Des moustiques mécaniques renifleurs de pollution ! C’est à Marseille dans le sud de la France, comme en Allemagne et en Suède que l’Europe développe ce nouveau programme de protection de la nature. Baptisé « Scipper » ce dispositif utilise des drones capables d'enregistrer les composants de l'atmosphère dans les ports maritimes. L'Initiative est utile puisqu'en Europe, les écologistes dénoncent déjà certains nouveaux combustibles censés être plus respectueux de l'environnement.

L’avantage des drones c’est d’abord leur souplesse ! Une agilité qui leur permet de renifler l’air à différentes hauteurs, tout près ou bien loin des moteurs de bateaux. Et comme le dit Damien Piga, en charge du volet français à l’Association Atmosud, à Marseille, petits ou grands, ils vont tous y passer ! Du petit yacht au gros porte-conteneur ! Il y a urgence puisqu’à Marseille, la pandémie en empêchant certains navires de reprendre le large a aggravé les choses.

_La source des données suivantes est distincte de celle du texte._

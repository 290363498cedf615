//! HTTP implementation of the item store.

use std::sync::Arc;

use async_trait::async_trait;
use serde::{Deserialize, Serialize};

use super::model::{Item, ItemUpdate, ListQuery, NewItem};
use super::store::{ItemStore, StoreError};
use crate::session::SessionContext;
use crate::sync::OwnerType;

/// Item store backed by the Stockroom HTTP API.
///
/// The bearer token is read from the session at request time, so a login or
/// token refresh applies to the next request without rebuilding the store.
pub struct HttpItemStore {
    base_url: String,
    session: Arc<SessionContext>,
    client: reqwest::Client,
}

#[derive(Deserialize)]
struct ItemsResponse {
    items: Vec<Item>,
}

#[derive(Serialize)]
#[serde(rename_all = "camelCase")]
struct MoveRequest<'a> {
    new_parent_id: &'a str,
}

#[derive(Serialize)]
#[serde(rename_all = "camelCase")]
struct OwnershipRequest {
    new_owner_type: OwnerType,
}

impl HttpItemStore {
    /// Create a store for an API base URL.
    pub fn new(base_url: impl Into<String>, session: Arc<SessionContext>) -> Self {
        let mut base_url = base_url.into();
        while base_url.ends_with('/') {
            base_url.pop();
        }
        Self {
            base_url,
            session,
            client: reqwest::Client::new(),
        }
    }

    fn request(&self, method: reqwest::Method, path: &str) -> reqwest::RequestBuilder {
        let url = format!("{}{}", self.base_url, path);
        let mut builder = self.client.request(method, url);
        if let Some(token) = self.session.token() {
            builder = builder.bearer_auth(token);
        }
        builder
    }
}

async fn check(response: reqwest::Response) -> Result<reqwest::Response, StoreError> {
    if response.status().is_success() {
        return Ok(response);
    }
    let status = response.status().as_u16();
    let message = response.text().await.unwrap_or_default();
    log::warn!("[ItemStore] Request failed: {} {}", status, message);
    Err(StoreError::Api { status, message })
}

#[async_trait]
impl ItemStore for HttpItemStore {
    async fn list_items(&self, query: &ListQuery) -> Result<Vec<Item>, StoreError> {
        let mut params = vec![
            ("parentId", query.parent_id.as_str()),
            ("ownerType", query.owner_type.as_str()),
        ];
        if !query.category.is_empty() {
            params.push(("category", query.category.as_str()));
        }
        let response = self
            .request(reqwest::Method::GET, "/api/items")
            .query(&params)
            .send()
            .await?;
        let body: ItemsResponse = check(response).await?.json().await?;
        Ok(body.items)
    }

    async fn create_item(&self, item: &NewItem) -> Result<Item, StoreError> {
        let response = self
            .request(reqwest::Method::POST, "/api/items")
            .json(item)
            .send()
            .await?;
        Ok(check(response).await?.json().await?)
    }

    async fn update_item(&self, id: &str, changes: &ItemUpdate) -> Result<Item, StoreError> {
        let response = self
            .request(reqwest::Method::PUT, &format!("/api/items/{}", id))
            .json(changes)
            .send()
            .await?;
        Ok(check(response).await?.json().await?)
    }

    async fn delete_item(&self, id: &str) -> Result<(), StoreError> {
        let response = self
            .request(reqwest::Method::DELETE, &format!("/api/items/{}", id))
            .send()
            .await?;
        check(response).await?;
        Ok(())
    }

    async fn move_item(&self, id: &str, new_parent_id: &str) -> Result<(), StoreError> {
        let response = self
            .request(reqwest::Method::POST, &format!("/api/items/{}/move", id))
            .json(&MoveRequest { new_parent_id })
            .send()
            .await?;
        check(response).await?;
        Ok(())
    }

    async fn change_ownership(
        &self,
        id: &str,
        new_owner_type: OwnerType,
    ) -> Result<(), StoreError> {
        let response = self
            .request(reqwest::Method::POST, &format!("/api/items/{}/ownership", id))
            .json(&OwnershipRequest { new_owner_type })
            .send()
            .await?;
        check(response).await?;
        Ok(())
    }

    async fn get_item(&self, id: &str) -> Result<Option<Item>, StoreError> {
        let response = self
            .request(reqwest::Method::GET, &format!("/api/items/{}", id))
            .send()
            .await?;
        if response.status() == reqwest::StatusCode::NOT_FOUND {
            return Ok(None);
        }
        Ok(Some(check(response).await?.json().await?))
    }

    async fn search_by_barcode(&self, barcode: &str) -> Result<Vec<Item>, StoreError> {
        let response = self
            .request(reqwest::Method::GET, "/api/items/search")
            .query(&[("barcode", barcode)])
            .send()
            .await?;
        let body: ItemsResponse = check(response).await?.json().await?;
        Ok(body.items)
    }
}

Et contrairement, à ce que l’on pourrait penser, un navire à quai pollue autant qu’en mer, explique Damien Piga : « À l’escale, un navire a besoin d’énergie pour faire fonctionner ses équipements et outils à bord. Il le fait grâce au carburant de la soute. C’est ce qui explique la présence de polluants dans l’air et notamment l’augmentation en ville. Plusieurs compagnies dont la Compagnie La Méridionale de Marseille ont fait chuter leur taux de pollution en se raccordant aux branchements électriques du port. » 
30 millions d’euros pour le programme : Une escale, zéro fumée  
Et tout cela pour quoi ? Pour faire des économies ! Puisque le fioul, même allégé en soufre (0,5% contre 3,5% avant 2020) coûte encore moins cher qu’un raccordement à l’électricité. C’est pour inverser la tendance que la Région Sud vient de financer un nouveau programme : Escale, zéro fumée. Commencé à Marseille, il aidera les armateurs à adapter leurs flottes au raccordement électriques des quais. Après Marseille, les ports de Toulon et de Nice en bénéficieront pour faciliter les démarches auprès des navires de croisières.   
Le gaz naturel liquéfié, la fausse bonne idée de l’Europe  
Le recours à l’électricité quand un navire stationne dans un quai devrait être obligatoire. C’est en tout cas l’avis des Européens, habitants des villes proches de grands ports maritimes. Et c’est également en Europe qu’une autre sonnette d’alarme est enclenchée, celle des nouveaux navires aux gaz naturel liquéfié. Voté par la Commission de Bruxelles, ce carburant est aujourd’hui recommandé pour le transport maritime. 
9 millions de morts par an, liées aux maladies de la pollution atmosphérique 
Même la Banque mondiale invite l’Europe a abandonné le choix du gaz naturel pour les nouvelles flottes de navires. Le cas est suffisamment rare, pour alerter les écologistes les plus reconnus au niveau européen. Mais pour Delphine Gozillon, experte Énergies au sein de l’organisation Transport et Environnement à Bruxelles, malgré l’alarme déclenchée, aucun gouvernement ne semble l’avoir entendue : « Pour nous, le gaz naturel liquéfié est un gaz fossile, donc provenant de la terre, explique-t-elle. Son extraction engendre des émissions de CO2 et de méthane, ce qui pollue l’air. Nous avons calculé qu’un navire avançant au GNL est encore pire qu’un navire diesel ! D’ailleurs en 2021, la Banque mondiale a déconseillé le secteur du Transport maritime d'investir dans le GNL. Les données scientifiques vont complètement à l’opposé des choix de la Commission Européenne dans sa loi Fuel E.U Maritime, qui promeut le carburant alternatif jusqu’en 2040. »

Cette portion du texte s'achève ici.